El secreto de ese acabado perfectamente liso como un espejo
¿Conocen esa pregunta que nos hacen constantemente? ¿Por qué la lámpara halógena de infrarrojos es la única forma de secar los esmaltes decorativos para vidrio sin dejar ni un solo defecto?
La respuesta está en cómo llega el calor al esmalte. Con los métodos tradicionales de calentamiento por convección, solo se calienta el aire que rodea al vidrio. Es un método indirecto, lo cual provoca un secado desigual y todo tipo de problemas en la superficie.
Pero con las lámparas de infrarrojos, todo es diferente. El calor llega directamente hasta el propio esmalte, eliminando los disolventes y fusionando el esmalte desde adentro hacia afuera. Esta transferencia directa de energía es lo que permite obtener una superficie perfectamente uniforme y sin burbujas. Una superficie que realmente parece un espejo.
Potencia en un formato compacto
Hemos diseñado estas lámparas para que sean extremadamente potentes, pero de manera que sea práctico utilizarlas en el lugar donde se trabajan.
El tubo de la lámpara tiene una potencia de 2500W y funciona a 400V. Este diseño de alta tensión permite que la corriente sea más baja, lo que significa cables más pequeños y menos estrés en el panel de control.
Y su longitud de 300 mm fue elegida específicamente para adaptarse a las anchuras estándar de las líneas de recubrimiento. Así, no se desperdicia ni un solo vatio de energía; toda la energía se concentra donde realmente se necesita.
Diseñadas para resistir el calor
En su interior se encuentra un elemento halógeno de onda corta, ubicado dentro de un tubo de cuarzo. El cuarzo es clave aquí: puede soportar los cambios bruscos de temperatura y permite que la energía infrarroja pase sin problemas.
El revestimiento reflectante del tubo también es importante: concentra todo el calor en el vidrio, evitando que se desperdicie hacia afuera.
Y el conector R7s… no es una sugerencia, sino algo indispensable. Se trata de un conector seguro y de doble terminación, que mantiene una conexión firme, incluso en líneas de transporte vibrantes.

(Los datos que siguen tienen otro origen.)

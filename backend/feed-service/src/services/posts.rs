/// Post service - feed pagination, post lifecycle and ownership rules.
use sqlx::PgPool;
use uuid::Uuid;

use crate::db::{post_repo, user_repo};
use crate::error::{AppError, Result};
use crate::middleware::permissions;
use crate::models::{CreatorSummary, PostWithCreator};
use crate::realtime::{PostBroadcaster, PostEvent};
use crate::services::storage;

/// Fixed page size of the feed listing.
pub const ITEMS_PER_PAGE: i64 = 2;

/// Offset for a 1-based page number; pages below 1 clamp to the first,
/// and an absurdly large page saturates instead of overflowing.
pub fn page_offset(page: i64) -> i64 {
    page.max(1).saturating_sub(1).saturating_mul(ITEMS_PER_PAGE)
}

/// One page of the feed plus the total post count.
#[derive(Debug)]
pub struct FeedPage {
    pub posts: Vec<PostWithCreator>,
    pub total_items: i64,
}

pub struct PostService {
    pool: PgPool,
    events: PostBroadcaster,
}

impl PostService {
    pub fn new(pool: PgPool, events: PostBroadcaster) -> Self {
        Self { pool, events }
    }

    /// Fetch one page of posts, newest first, with creators populated.
    pub async fn feed_page(&self, page: i64) -> Result<FeedPage> {
        let total_items = post_repo::count_posts(&self.pool).await?;
        let posts =
            post_repo::list_page(&self.pool, ITEMS_PER_PAGE, page_offset(page)).await?;

        Ok(FeedPage { posts, total_items })
    }

    /// Fetch a single post by id
    pub async fn get_post(&self, post_id: Uuid) -> Result<PostWithCreator> {
        post_repo::find_post_with_creator(&self.pool, post_id)
            .await?
            .ok_or_else(|| AppError::NotFound("post not found".to_string()))
    }

    /// Create a post owned by `creator_id` and broadcast it.
    ///
    /// The post insert and the append to the owner's posts list are two
    /// separate statements, not a transaction; a crash between them
    /// leaves a post whose id is missing from `users.posts`.
    pub async fn create_post(
        &self,
        creator_id: Uuid,
        title: &str,
        content: &str,
        image_url: &str,
    ) -> Result<PostWithCreator> {
        let post =
            post_repo::insert_post(&self.pool, title, content, image_url, creator_id).await?;

        let user = user_repo::find_by_id(&self.pool, creator_id)
            .await?
            .ok_or_else(|| {
                AppError::UnprocessableEntity("no user found for post creator".to_string())
            })?;
        user_repo::append_post(&self.pool, user.id, post.id).await?;

        let populated = PostWithCreator::from_post(
            post,
            CreatorSummary {
                id: user.id,
                name: user.name,
            },
        );

        self.events
            .publish(&PostEvent::Create {
                post: populated.clone(),
            })
            .await;

        Ok(populated)
    }

    /// Update title, content and image of a post the requester owns.
    ///
    /// Existence is checked before ownership so a missing post is a
    /// 404, never a dereference of nothing. A changed image path
    /// deletes the previous file from disk.
    pub async fn update_post(
        &self,
        requester: Uuid,
        post_id: Uuid,
        title: &str,
        content: &str,
        image_url: &str,
    ) -> Result<PostWithCreator> {
        let existing = post_repo::find_post_by_id(&self.pool, post_id)
            .await?
            .ok_or_else(|| AppError::NotFound("post not found".to_string()))?;
        permissions::check_post_ownership(requester, &existing)?;

        if image_url != existing.image_url {
            storage::delete_image(&existing.image_url).await;
        }

        let updated =
            post_repo::update_post(&self.pool, post_id, title, content, image_url).await?;

        let creator_name = user_repo::find_by_id(&self.pool, updated.creator)
            .await?
            .map(|u| u.name)
            .unwrap_or_default();
        let populated = PostWithCreator::from_post(
            updated,
            CreatorSummary {
                id: existing.creator,
                name: creator_name,
            },
        );

        self.events
            .publish(&PostEvent::Update {
                post: populated.clone(),
            })
            .await;

        Ok(populated)
    }

    /// Delete a post the requester owns, its image file, and the id in
    /// the owner's posts list. No event is broadcast for deletions.
    pub async fn delete_post(&self, requester: Uuid, post_id: Uuid) -> Result<()> {
        let existing = post_repo::find_post_by_id(&self.pool, post_id)
            .await?
            .ok_or_else(|| AppError::NotFound("post not found".to_string()))?;
        permissions::check_post_ownership(requester, &existing)?;

        storage::delete_image(&existing.image_url).await;
        post_repo::delete_post(&self.pool, post_id).await?;
        user_repo::remove_post(&self.pool, requester, post_id).await?;

        Ok(())
    }
}

#[cfg(test)]
mod tests {
    use super::*;

    #[test]
    fn first_page_starts_at_zero() {
        assert_eq!(page_offset(1), 0);
    }

    #[test]
    fn each_page_skips_two_more() {
        assert_eq!(page_offset(2), 2);
        assert_eq!(page_offset(3), 4);
        assert_eq!(page_offset(10), 18);
    }

    #[test]
    fn pages_below_one_clamp_to_the_first() {
        assert_eq!(page_offset(0), 0);
        assert_eq!(page_offset(-3), 0);
    }

    #[test]
    fn extreme_page_numbers_saturate_instead_of_overflowing() {
        // A query string can carry any i64; the offset must stay
        // non-negative so Postgres just returns an empty page.
        assert_eq!(page_offset(i64::MAX), i64::MAX);
        assert!(page_offset(i64::MAX - 1) > 0);
        assert_eq!(page_offset(i64::MIN), 0);
    }
}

Los beneficios en la práctica
En el lugar de trabajo, este sistema es una alternativa perfecta a lo que ya se utiliza. Permite secar el esmalte más rápidamente, lo que acelera todo el proceso. La lámpara alcanza su temperatura casi al instante, sin necesidad de esperar a que se caliente.
Pero, y esto es importante, esa potencia de 2500W significa que se necesita un sistema de enfriamiento adecuado para proteger los componentes electrónicos. Para lograr un esmalte perfectamente liso como un espejo, no hay sustituto para la fusión profunda que solo puede proporcionar una lámpara halógena de infrarrojos.